1.1483346-3499628351

The Third Reich in History and Memory

By Richard J. Evans, Little, Brown, 496 pages, £25

 

At the start of an academic career that was to elevate him into one of the English-speaking world’s foremost historians of modern Germany, Sir Richard J Evans found himself in 1970 in Hamburg at a dinner hosted by the West German foundation that had awarded him a scholarship.

His hosts could not have been more gracious. Alfred Toepfer, the philanthropic businessman who had created the foundation, praised Britain’s imminent entry into the European Economic Community, later the EU, as a step forward in co-operation between different branches of the Anglo-Saxon race.

Another German working for the foundation expressed support for South Africa’s apartheid regime. After the dinner, Evans looked at the bookshelves around him and spotted “several works of what we would now call Holocaust denial”. The next morning, a housekeeper told him about a recent visitor with “perfect manners” — Albert Speer, Adolf Hitler’s armaments minister.

Evans recounts this episode to illustrate that it took a good few decades after the Second World War for respectable West German society, and business circles, to shed the skin of the Nazi past. West Germany’s essential character as a law-based democracy was not in doubt. However, as Evans pursued his research into pre-1914 imperial Germany, he came to understand that the racist assumptions of Toepfer and his ilk “were common among German elites long before Nazism even existed”.

Evans will be familiar to readers as the author of a compelling, three-volume history of the Nazi era published between 2003 and 2008. In this collection of lucid, absorbing essays, he aims to show how the professional study of German history, particularly Nazism, has changed with the passage of time.

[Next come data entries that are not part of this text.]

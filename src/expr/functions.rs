//! Function registry
//!
//! Built-in functions are registered once when the engine starts. Every
//! descriptor carries its implementation as a function pointer, so a declared
//! function without a body cannot be built.

use indexmap::IndexMap;
use std::fmt;

use super::value::Value;
use crate::error::{Error, Result};

/// Argument-count rule of a function
#[derive(Debug, Clone, Copy, PartialEq, Eq)]
pub enum Arity {
    /// Exactly this many arguments
    Fixed(usize),
    /// At least this many arguments
    Variadic(usize),
}

impl Arity {
    /// Validate an argument count against this rule
    pub fn check(&self, name: &str, given: usize) -> Result<()> {
        let ok = match *self {
            Arity::Fixed(n) => given == n,
            Arity::Variadic(min) => given >= min,
        };
        if ok {
            return Ok(());
        }
        let required = match *self {
            Arity::Fixed(n) => n.to_string(),
            Arity::Variadic(min) => format!("at least {}", min),
        };
        Err(Error::ArgCount {
            name: name.to_string(),
            required,
            given,
        })
    }
}

/// Per-row function body
pub type ScalarFn = fn(&[Value]) -> Result<Value>;

/// Running state of one aggregate call site
pub trait Accumulator: Send {
    /// Feed one row's arguments
    fn update(&mut self, args: &[Value]) -> Result<()>;
    /// Produce the rolled-up value and reset for the next group
    fn finish(&mut self) -> Result<Value>;
}

/// Creates a fresh accumulator
pub type AccumulatorFactory = fn() -> Box<dyn Accumulator>;

/// How a function produces output
#[derive(Clone, Copy)]
pub enum FunctionKind {
    /// One output per row
    Scalar(ScalarFn),
    /// One output per group
    Aggregate(AccumulatorFactory),
}

impl fmt::Debug for FunctionKind {
    fn fmt(&self, f: &mut fmt::Formatter<'_>) -> fmt::Result {
        match self {
            FunctionKind::Scalar(_) => write!(f, "Scalar"),
            FunctionKind::Aggregate(_) => write!(f, "Aggregate"),
        }
    }
}

/// Function descriptor stored in the symbol table
#[derive(Debug, Clone, Copy)]
pub struct FunctionDef {
    pub name: &'static str,
    pub arity: Arity,
    pub kind: FunctionKind,
}

impl FunctionDef {
    pub const fn scalar(name: &'static str, arity: Arity, body: ScalarFn) -> Self {
        Self {
            name,
            arity,
            kind: FunctionKind::Scalar(body),
        }
    }

    pub const fn aggregate(name: &'static str, arity: Arity, factory: AccumulatorFactory) -> Self {
        Self {
            name,
            arity,
            kind: FunctionKind::Aggregate(factory),
        }
    }

    pub fn is_aggregate(&self) -> bool {
        matches!(self.kind, FunctionKind::Aggregate(_))
    }
}

/// Registered functions, in registration order
#[derive(Debug, Clone, Default)]
pub struct FunctionRegistry {
    functions: IndexMap<&'static str, FunctionDef>,
}

impl FunctionRegistry {
    /// An empty registry
    pub fn new() -> Self {
        Self::default()
    }

    /// Registry holding every built-in function
    pub fn builtin() -> Self {
        let mut registry = Self::new();
        for def in BUILTINS {
            // Names in BUILTINS are distinct
            registry.functions.insert(def.name, *def);
        }
        registry
    }

    /// Add a function; names must be unique
    pub fn register(&mut self, def: FunctionDef) -> Result<()> {
        if self.functions.contains_key(def.name) {
            return Err(Error::exec(format!(
                "function '{}' is already registered",
                def.name
            )));
        }
        self.functions.insert(def.name, def);
        Ok(())
    }

    pub fn get(&self, name: &str) -> Option<&FunctionDef> {
        self.functions.get(name)
    }

    pub fn iter(&self) -> impl Iterator<Item = &FunctionDef> {
        self.functions.values()
    }

    pub fn len(&self) -> usize {
        self.functions.len()
    }

    pub fn is_empty(&self) -> bool {
        self.functions.is_empty()
    }
}

const BUILTINS: &[FunctionDef] = &[
    FunctionDef::scalar("oph_id", Arity::Fixed(2), oph_id),
    FunctionDef::scalar("oph_id2", Arity::Fixed(3), oph_id2),
    FunctionDef::scalar("oph_id_to_index", Arity::Variadic(2), oph_id_to_index),
    FunctionDef::scalar("oph_id_to_index2", Arity::Fixed(3), oph_id_to_index2),
    FunctionDef::scalar("oph_is_in_subset", Arity::Fixed(4), oph_is_in_subset),
    FunctionDef::aggregate("oph_count", Arity::Fixed(1), Count::boxed),
    FunctionDef::aggregate("oph_sum", Arity::Fixed(1), Sum::boxed),
    FunctionDef::aggregate("oph_avg", Arity::Fixed(1), Avg::boxed),
    FunctionDef::aggregate("oph_min", Arity::Fixed(1), Extreme::boxed_min),
    FunctionDef::aggregate("oph_max", Arity::Fixed(1), Extreme::boxed_max),
];

// ========== Tile mapping ==========

fn positive(value: &Value, func: &str, what: &str) -> Result<i64> {
    let v = value.get_long_value(func)?;
    if v <= 0 {
        return Err(Error::exec(format!("{}: {} must be positive", func, what)));
    }
    Ok(v)
}

fn overflow(func: &str) -> Error {
    Error::exec(format!("{}: integer overflow", func))
}

/// Zero-based position of a 1-based identifier
fn zero_based(id: i64, func: &str) -> Result<i64> {
    id.checked_sub(1).ok_or_else(|| overflow(func))
}

/// Block number containing `id` when ids are grouped by `size`
fn oph_id(args: &[Value]) -> Result<Value> {
    let id = args[0].get_long_value("oph_id")?;
    let size = positive(&args[1], "oph_id", "size")?;
    Ok(Value::Long(zero_based(id, "oph_id")? / size + 1))
}

/// Id after collapsing a middle extent of length `size` above blocks of `block`
fn oph_id2(args: &[Value]) -> Result<Value> {
    let id = args[0].get_long_value("oph_id2")?;
    let size = positive(&args[1], "oph_id2", "size")?;
    let block = positive(&args[2], "oph_id2", "block")?;
    let zero = zero_based(id, "oph_id2")?;
    let extent = size.checked_mul(block).ok_or_else(|| overflow("oph_id2"))?;
    (zero / extent)
        .checked_mul(block)
        .and_then(|v| v.checked_add(zero % block + 1))
        .map(Value::Long)
        .ok_or_else(|| overflow("oph_id2"))
}

/// 1-based index along an extent of `size` whose inner block is `block`
fn oph_id_to_index2(args: &[Value]) -> Result<Value> {
    let id = args[0].get_long_value("oph_id_to_index2")?;
    let block = positive(&args[1], "oph_id_to_index2", "block")?;
    let size = positive(&args[2], "oph_id_to_index2", "size")?;
    Ok(Value::Long((zero_based(id, "oph_id_to_index2")? / block) % size + 1))
}

/// Mixed-radix digit of `id` for the first listed extent; later extents vary faster
fn oph_id_to_index(args: &[Value]) -> Result<Value> {
    let id = args[0].get_long_value("oph_id_to_index")?;
    let outer = positive(&args[1], "oph_id_to_index", "size")?;
    let mut inner: i64 = 1;
    for arg in &args[2..] {
        inner = inner
            .checked_mul(positive(arg, "oph_id_to_index", "size")?)
            .ok_or_else(|| Error::exec("oph_id_to_index: extent product overflows"))?;
    }
    Ok(Value::Long((zero_based(id, "oph_id_to_index")? / inner) % outer + 1))
}

/// 1 when `id` lies on the lattice start, start+step, ... up to end
fn oph_is_in_subset(args: &[Value]) -> Result<Value> {
    let id = args[0].get_long_value("oph_is_in_subset")?;
    let start = args[1].get_long_value("oph_is_in_subset")?;
    let step = positive(&args[2], "oph_is_in_subset", "step")?;
    let end = args[3].get_long_value("oph_is_in_subset")?;
    if id < start || id > end {
        return Ok(Value::from_bool(false));
    }
    let offset = id
        .checked_sub(start)
        .ok_or_else(|| overflow("oph_is_in_subset"))?;
    Ok(Value::from_bool(offset % step == 0))
}

// ========== Aggregates ==========

#[derive(Default)]
struct Count {
    rows: i64,
}

impl Count {
    fn boxed() -> Box<dyn Accumulator> {
        Box::<Count>::default()
    }
}

impl Accumulator for Count {
    fn update(&mut self, _args: &[Value]) -> Result<()> {
        self.rows += 1;
        Ok(())
    }

    fn finish(&mut self) -> Result<Value> {
        Ok(Value::Long(std::mem::take(&mut self.rows)))
    }
}

#[derive(Default)]
struct Sum {
    total: f64,
}

impl Sum {
    fn boxed() -> Box<dyn Accumulator> {
        Box::<Sum>::default()
    }
}

impl Accumulator for Sum {
    fn update(&mut self, args: &[Value]) -> Result<()> {
        self.total += args[0].get_double_value("oph_sum")?;
        Ok(())
    }

    fn finish(&mut self) -> Result<Value> {
        Ok(Value::Double(std::mem::take(&mut self.total)))
    }
}

#[derive(Default)]
struct Avg {
    total: f64,
    rows: u64,
}

impl Avg {
    fn boxed() -> Box<dyn Accumulator> {
        Box::<Avg>::default()
    }
}

impl Accumulator for Avg {
    fn update(&mut self, args: &[Value]) -> Result<()> {
        self.total += args[0].get_double_value("oph_avg")?;
        self.rows += 1;
        Ok(())
    }

    fn finish(&mut self) -> Result<Value> {
        if self.rows == 0 {
            return Err(Error::exec("oph_avg: empty group"));
        }
        let avg = self.total / self.rows as f64;
        *self = Avg::default();
        Ok(Value::Double(avg))
    }
}

struct Extreme {
    current: Option<f64>,
    want_max: bool,
}

impl Extreme {
    fn boxed_min() -> Box<dyn Accumulator> {
        Box::new(Extreme {
            current: None,
            want_max: false,
        })
    }

    fn boxed_max() -> Box<dyn Accumulator> {
        Box::new(Extreme {
            current: None,
            want_max: true,
        })
    }
}

impl Accumulator for Extreme {
    fn update(&mut self, args: &[Value]) -> Result<()> {
        let context = if self.want_max { "oph_max" } else { "oph_min" };
        let v = args[0].get_double_value(context)?;
        self.current = Some(match self.current {
            None => v,
            Some(c) if self.want_max => c.max(v),
            Some(c) => c.min(v),
        });
        Ok(())
    }

    fn finish(&mut self) -> Result<Value> {
        self.current
            .take()
            .map(Value::Double)
            .ok_or_else(|| Error::exec("oph_min/oph_max: empty group"))
    }
}
impl Session {
    pub fn new(engine: Arc<EngineContext>) -> Self {
        Self {
            engine,
            statement: None,
        }
    }

    pub fn engine(&self) -> &EngineContext {
        &self.engine
    }

    /// The statement opened by `create_frag`, if any
    pub fn running_statement(&self) -> Option<&RunningStatement> {
        self.statement.as_ref()
    }

    /// Parse and execute one query
    pub fn execute(&mut self, query: &str, args: &[BinaryArg]) -> Result<QueryResult> {
        let parsed = QueryArgs::parse(query)?;
        let op = parsed.operation()?;
        debug!(%op, binary_args = args.len(), "dispatching query");

        let result = match op {
            Operation::CreateDb => self.create_db(&parsed),
            Operation::DropDb => self.drop_db(&parsed),
            Operation::CreateFrag => self.create_frag(&parsed),
            Operation::Insert | Operation::MultiInsert => self.insert(op, &parsed, args),
            Operation::CreateFragSelect => self.create_frag_select(&parsed, args),
            Operation::CreateFragFromFile => self.create_frag_from_file(&parsed),
            Operation::Select => self.select(&parsed, args),
            Operation::DropFrag => self.drop_frag(&parsed),
        };

        if let Err(e) = &result {
            warn!(%op, error = %e, "query failed");
            if matches!(op, Operation::Insert | Operation::MultiInsert) {
                if let Some(stmt) = self.statement.take() {
                    warn!(frag = stmt.frag_name(), "running statement discarded");
                }
            }
        }
        result
    }

    fn target(&self, args: &QueryArgs) -> Result<(String, String)> {
        qualified(args.require("frag_name")?, args.get("db_name"))
    }

    fn ensure_new_fragment(&self, db: &str, name: &str) -> Result<()> {
        let catalog = self.engine.catalog();
        catalog.find_db(db)?;
        match catalog.find_frag(db, name) {
            Ok(_) => Err(Error::AlreadyExists(format!("{}.{}", db, name))),
            Err(Error::FragmentNotFound(_)) => Ok(()),
            Err(e) => Err(e),
        }
    }

    /// Register a fragment and write it to storage
    ///
    /// The catalog entry is claimed first, so a name taken by another
    /// session fails before any image is written.
    fn store(&self, frag: &Fragment, db: &str, device: Option<&str>) -> Result<()> {
        let storage = self.engine.storage();
        let catalog = self.engine.catalog();

        catalog.add_frag(FragDef::describe(db, device, frag))?;
        if let Err(e) = storage.put_frag(db, frag) {
            if let Err(cleanup) = catalog.remove_frag(db, frag.name()) {
                warn!(error = %cleanup, "could not release catalog entry of unstored fragment");
            }
            return Err(e);
        }
        catalog.flush()?;
        info!(
            db,
            frag = frag.name(),
            rows = frag.row_count(),
            bytes = frag.size_bytes(),
            "fragment stored"
        );
        Ok(())
    }

    fn create_db(&mut self, args: &QueryArgs) -> Result<QueryResult> {
        let name = args.require("db_name")?;
        validate_name(name)?;
        let catalog = self.engine.catalog();
        catalog.add_db(name)?;
        if let Err(e) = self.engine.storage().put_db(name) {
            catalog.remove_db(name)?;
            return Err(e);
        }
        catalog.flush()?;
        info!(db = name, "database created");
        Ok(QueryResult::with_message(format!("Database '{}' created", name)))
    }

    fn drop_db(&mut self, args: &QueryArgs) -> Result<QueryResult> {
        let name = args.require("db_name")?;
        let catalog = self.engine.catalog();
        let def = catalog.find_db(name)?;
        if self.statement.as_ref().map_or(false, |s| s.db() == name) {
            return Err(Error::exec(format!(
                "database '{}' has a statement in progress",
                name
            )));
        }
        self.engine.storage().delete_db(name)?;
        catalog.remove_db(name)?;
        catalog.flush()?;
        info!(db = name, fragments = def.fragments.len(), "database dropped");
        Ok(QueryResult::with_message(format!(
            "Database '{}' dropped ({} fragment(s))",
            name,
            def.fragments.len()
        )))
    }

    fn create_frag(&mut self, args: &QueryArgs) -> Result<QueryResult> {
        if let Some(open) = &self.statement {
            return Err(Error::exec(format!(
                "statement for '{}.{}' is still open",
                open.db(),
                open.frag_name()
            )));
        }

        let (db, name) = self.target(args)?;
        self.ensure_new_fragment(&db, &name)?;

        let fields = args.require_multi("field")?;
        let types = args.require_multi("field_type")?;
        if fields.len() != types.len() {
            return Err(Error::exec(format!(
                "{} field names but {} field types",
                fields.len(),
                types.len()
            )));
        }
        let mut schema = Schema::new();
        for (field, ty) in fields.iter().zip(&types) {
            schema.add_field(Field::new(field.clone(), ty.parse::<FieldType>()?, 0));
        }

        let runs = args.get_usize("run")?.unwrap_or(1);
        let device = args.get("device").map(str::to_string);
        let stmt = RunningStatement::open(db.clone(), name.clone(), device, schema, runs);

        if runs == 0 {
            let frag = stmt.finish();
            self.store(&frag, &db, args.get("device"))?;
            return Ok(QueryResult::with_message(format!(
                "Fragment '{}.{}' created empty",
                db, name
            )));
        }

        info!(db = %db, frag = %name, runs, "statement opened");
        self.statement = Some(stmt);
        Ok(QueryResult::with_message(format!(
            "Fragment '{}.{}' opened for {} run(s)",
            db, name, runs
        )))
    }

    fn insert(&mut self, op: Operation, args: &QueryArgs, binary: &[BinaryArg]) -> Result<QueryResult> {
        let engine = Arc::clone(&self.engine);
        let ctx = engine.query_context(binary);
        let stmt = self
            .statement
            .as_mut()
            .ok_or_else(|| Error::exec("no open statement; run create_frag first"))?;

        let fields = args.multi("field")?;
        let values = args.require_multi("value")?;
        let records = match op {
            Operation::MultiInsert => build_records(stmt.schema(), &fields, &values, &ctx)?,
            _ => vec![build_record(stmt.schema(), &fields, &values, &ctx)?],
        };
        let count = records.len();

        if !stmt.append(records, args.flag("final_statement"))? {
            return Ok(QueryResult::with_affected_rows(
                count,
                format!("{} row(s) buffered (run {} of {})", count, stmt.current_run(), stmt.total_runs()),
            ));
        }

        let stmt = match self.statement.take() {
            Some(stmt) => stmt,
            None => return Err(Error::exec("running statement vanished")),
        };
        let db = stmt.db().to_string();
        let device = stmt.device().map(str::to_string);
        let frag = stmt.finish();
        self.store(&frag, &db, device.as_deref())?;
        Ok(QueryResult::with_affected_rows(
            count,
            format!("Fragment '{}.{}' stored with {} row(s)", db, frag.name(), frag.row_count()),
        ))
    }

    /// Resolve and load the `from` fragments
    fn load_sources(&self, args: &QueryArgs) -> Result<Vec<Source>> {
        let from = args.require_multi("from")?;
        let aliases = args.multi("from_alias")?;
        if !aliases.is_empty() && aliases.len() != from.len() {
            return Err(Error::exec(format!(
                "{} aliases given for {} input fragments",
                aliases.len(),
                from.len()
            )));
        }

        let default_db = args.get("db_name");
        let mut sources = Vec::with_capacity(from.len());
        for (i, entry) in from.iter().enumerate() {
            let (db, name) = qualified(entry, default_db)?;
            self.engine.catalog().find_frag(&db, &name)?;
            let frag = self.engine.storage().get_frag(&db, &name)?;
            sources.push(
                Source::new(frag)
                    .with_alias(aliases.get(i).cloned())
                    .with_db(Some(db)),
            );
        }
        Ok(sources)
    }

    fn select_request(args: &QueryArgs, name: String) -> Result<SelectRequest> {
        Ok(SelectRequest {
            name,
            fields: args.require_multi("field")?,
            aliases: args.multi("field_alias")?,
            where_clause: args.get("where").map(str::to_string),
            group: args.multi("group")?,
            order: args.get("order").map(str::to_string),
            limit: Limit::parse(&args.multi("limit")?)?,
            sequential_id: args.get_i64("sequential_id")?,
        })
    }

    fn create_frag_select(&mut self, args: &QueryArgs, binary: &[BinaryArg]) -> Result<QueryResult> {
        let (db, name) = self.target(args)?;
        self.ensure_new_fragment(&db, &name)?;
        let sources = self.load_sources(args)?;
        let request = Self::select_request(args, name)?;

        let frag = execute_select(&request, &sources, &self.engine.query_context(binary))?;
        self.store(&frag, &db, args.get("device"))?;
        Ok(QueryResult::with_affected_rows(
            frag.row_count(),
            format!("Fragment '{}.{}' created with {} row(s)", db, frag.name(), frag.row_count()),
        ))
    }

    fn select(&mut self, args: &QueryArgs, binary: &[BinaryArg]) -> Result<QueryResult> {
        let sources = self.load_sources(args)?;
        let name = args.get("frag_name").unwrap_or("result").to_string();
        let request = Self::select_request(args, name)?;
        let frag = execute_select(&request, &sources, &self.engine.query_context(binary))?
            .with_tmp(true);
        QueryResult::from_fragment(&frag)
    }

    fn create_frag_from_file(&mut self, args: &QueryArgs) -> Result<QueryResult> {
        let (db, name) = self.target(args)?;
        self.ensure_new_fragment(&db, &name)?;

        let producer = self
            .engine
            .producer(args.get("producer").unwrap_or(DEFAULT_PRODUCER))?;
        let request = ProducerRequest {
            src_path: PathBuf::from(args.require("src_path")?),
            measure: args.require("measure")?.to_string(),
            nrows: args.get_usize("nrows")?,
            id_start: args.get_i64("id_start")?.unwrap_or(1),
            dims: dimensions(args)?,
        };

        let mut frag = producer.produce(&request)?;
        frag.set_name(name);
        self.store(&frag, &db, args.get("device"))?;
        Ok(QueryResult::with_affected_rows(
            frag.row_count(),
            format!("Fragment '{}.{}' imported with {} row(s)", db, frag.name(), frag.row_count()),
        ))
    }

    fn drop_frag(&mut self, args: &QueryArgs) -> Result<QueryResult> {
        let (db, name) = self.target(args)?;
        let catalog = self.engine.catalog();
        catalog.find_frag(&db, &name)?;
        self.engine.storage().delete_frag(&db, &name)?;
        catalog.remove_frag(&db, &name)?;
        catalog.flush()?;
        info!(db = %db, frag = %name, "fragment dropped");
        Ok(QueryResult::with_message(format!("Fragment '{}.{}' dropped", db, name)))
    }
}
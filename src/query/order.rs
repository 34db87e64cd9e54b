//! ORDER BY, LIMIT and OFFSET

use std::cmp::Ordering;

use tracing::debug;

use crate::error::{Error, Result};
use crate::fragment::{FieldType, Fragment};
use crate::query::binding::resolve_field;
use crate::query::source::{Selection, Source};

/// Decoded sort key of one row
#[derive(Debug, Clone, Copy)]
enum SortKey {
    Long(i64),
    Real(f64),
}

impl SortKey {
    fn cmp(&self, other: &SortKey) -> Ordering {
        match (self, other) {
            (SortKey::Long(a), SortKey::Long(b)) => a.cmp(b),
            (SortKey::Real(a), SortKey::Real(b)) => a.total_cmp(b),
            (SortKey::Long(a), SortKey::Real(b)) => (*a as f64).total_cmp(b),
            (SortKey::Real(a), SortKey::Long(b)) => a.total_cmp(&(*b as f64)),
        }
    }
}

/// Stable ascending insertion sort
fn insertion_sort<T>(items: &mut [T], cmp: impl Fn(&T, &T) -> Ordering) {
    for i in 1..items.len() {
        let mut j = i;
        while j > 0 && cmp(&items[j - 1], &items[j]) == Ordering::Greater {
            items.swap(j - 1, j);
            j -= 1;
        }
    }
}

fn sort_key(frag: &Fragment, row: usize, field: usize) -> Result<SortKey> {
    let value = frag.value(row, field)?;
    match frag.schema().fields()[field].field_type {
        FieldType::Long => Ok(SortKey::Long(value.get_long_value("ORDER BY")?)),
        FieldType::Real => Ok(SortKey::Real(value.get_double_value("ORDER BY")?)),
        other => Err(Error::exec(format!(
            "ORDER BY needs a LONG or REAL column, got {}",
            other
        ))),
    }
}

/// Sort the selection ascending on one named column
pub fn order_selection(field: &str, sources: &[Source], selection: &mut Selection) -> Result<()> {
    let (source, index) = resolve_field(field, sources)?;
    let frag = &sources[source].fragment;

    let mut keyed = Vec::with_capacity(selection.len());
    for k in 0..selection.len() {
        keyed.push((sort_key(frag, selection.row(source, k), index)?, selection.rows()[k]));
    }
    // An empty selection still has to name a sortable column
    if keyed.is_empty() && !frag.schema().fields()[index].field_type.is_numeric() {
        return Err(Error::exec(format!("ORDER BY column '{}' is not numeric", field)));
    }

    insertion_sort(&mut keyed, |a, b| a.0.cmp(&b.0));
    selection.set_rows(keyed.into_iter().map(|(_, row)| row).collect());
    debug!(field, rows = selection.len(), "selection ordered");
    Ok(())
}

/// Sort a materialised fragment ascending on one named column
pub fn order_fragment(frag: &mut Fragment, field: &str) -> Result<()> {
    let index = frag.field_index(field)?;
    let mut keyed = Vec::with_capacity(frag.row_count());
    for row in 0..frag.row_count() {
        keyed.push((sort_key(frag, row, index)?, row));
    }
    insertion_sort(&mut keyed, |a, b| a.0.cmp(&b.0));
    let order: Vec<usize> = keyed.into_iter().map(|(_, row)| row).collect();
    frag.reorder(&order)
}

/// LIMIT/OFFSET window; zero limit means unbounded
#[derive(Debug, Clone, Copy, Default, PartialEq, Eq)]
pub struct Limit {
    pub offset: usize,
    pub limit: usize,
}

impl Limit {
    /// Parse `[limit]` or `[offset, limit]`
    pub fn parse(entries: &[String]) -> Result<Option<Self>> {
        let num = |s: &String| {
            s.trim()
                .parse::<usize>()
                .map_err(|_| Error::ParseError(format!("invalid limit value '{}'", s)))
        };
        match entries {
            [] => Ok(None),
            [limit] => Ok(Some(Limit {
                offset: 0,
                limit: num(limit)?,
            })),
            [offset, limit] => Ok(Some(Limit {
                offset: num(offset)?,
                limit: num(limit)?,
            })),
            _ => Err(Error::ParseError(format!(
                "limit takes one or two values, got {}",
                entries.len()
            ))),
        }
    }

    /// Restrict a selection to the window
    pub fn apply(&self, selection: &mut Selection) {
        let rows = selection.rows();
        let start = self.offset.min(rows.len());
        let end = if self.limit == 0 {
            rows.len()
        } else {
            start.saturating_add(self.limit).min(rows.len())
        };
        let window = rows[start..end].to_vec();
        selection.set_rows(window);
    }
}

#[cfg(test)]
mod tests {
    use super::*;
    use crate::expr::Value;
    use crate::fragment::Schema;
    use std::sync::Arc;

    fn source(rows: &[(i64, f64, &str)]) -> Vec<Source> {
        let schema = Schema::from_pairs([
            ("id", FieldType::Long),
            ("v", FieldType::Real),
            ("tag", FieldType::String),
        ]);
        let mut f = Fragment::new("f", schema);
        for (id, v, t) in rows {
            f.push_values(&[Value::Long(*id), Value::Double(*v), Value::Str(t.to_string())])
                .unwrap();
        }
        vec![Source::new(Arc::new(f))]
    }

    #[test]
    fn test_order_is_stable() {
        let sources = source(&[(1, 2.0, "a"), (2, 1.0, "b"), (3, 2.0, "c"), (4, 1.0, "d")]);
        let mut sel = Selection::full(4);
        order_selection("v", &sources, &mut sel).unwrap();
        assert_eq!(sel.rows(), &[1, 3, 0, 2]);

        assert!(order_selection("tag", &sources, &mut sel).is_err());
    }

    #[test]
    fn test_order_fragment() {
        let sources = source(&[(3, 0.0, "x"), (1, 0.0, "y"), (2, 0.0, "z")]);
        let mut frag = (*sources[0].fragment).clone();
        order_fragment(&mut frag, "id").unwrap();
        assert_eq!(frag.ids().unwrap(), vec![1, 2, 3]);
        assert!(order_fragment(&mut frag, "tag").is_err());
    }

    #[test]
    fn test_limit_offset_bounds() {
        let mut sel = Selection::full(5);
        Limit { offset: 1, limit: 2 }.apply(&mut sel);
        assert_eq!(sel.rows(), &[1, 2]);

        let mut sel = Selection::full(5);
        Limit { offset: 3, limit: 0 }.apply(&mut sel);
        assert_eq!(sel.rows(), &[3, 4]);

        let mut sel = Selection::full(5);
        Limit { offset: 9, limit: 2 }.apply(&mut sel);
        assert!(sel.is_empty());
    }

    #[test]
    fn test_limit_parse() {
        let one = vec!["2".to_string()];
        assert_eq!(Limit::parse(&one).unwrap(), Some(Limit { offset: 0, limit: 2 }));
        let two = vec!["1".to_string(), "2".to_string()];
        assert_eq!(Limit::parse(&two).unwrap(), Some(Limit { offset: 1, limit: 2 }));
        assert!(Limit::parse(&["x".to_string()]).is_err());
        assert!(Limit::parse(&[]).unwrap().is_none());
    }
}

Since that dinner in Hamburg, Germany has undergone extraordinary changes. Apart from the fall of the Berlin Wall, national unification and European integration, there is globalisation to consider, a phenomenon captured in Germany’s position as the world’s third biggest exporting nation, and in the arrival of millions of immigrants.

Thirty to 40 years ago, historians argued about whether Nazism was the horrific outcome of some twisted path to modernity that distinguished Germany from other Western societies. For subscribers to this view, Hitler’s dictatorship was traceable to the failure of liberalism in the 1848 revolution, the power of aristocratic elites, Prussian militarism, a politically deferential middle class and the way all these factors combined to undermine the 1919-33 Weimar Republic.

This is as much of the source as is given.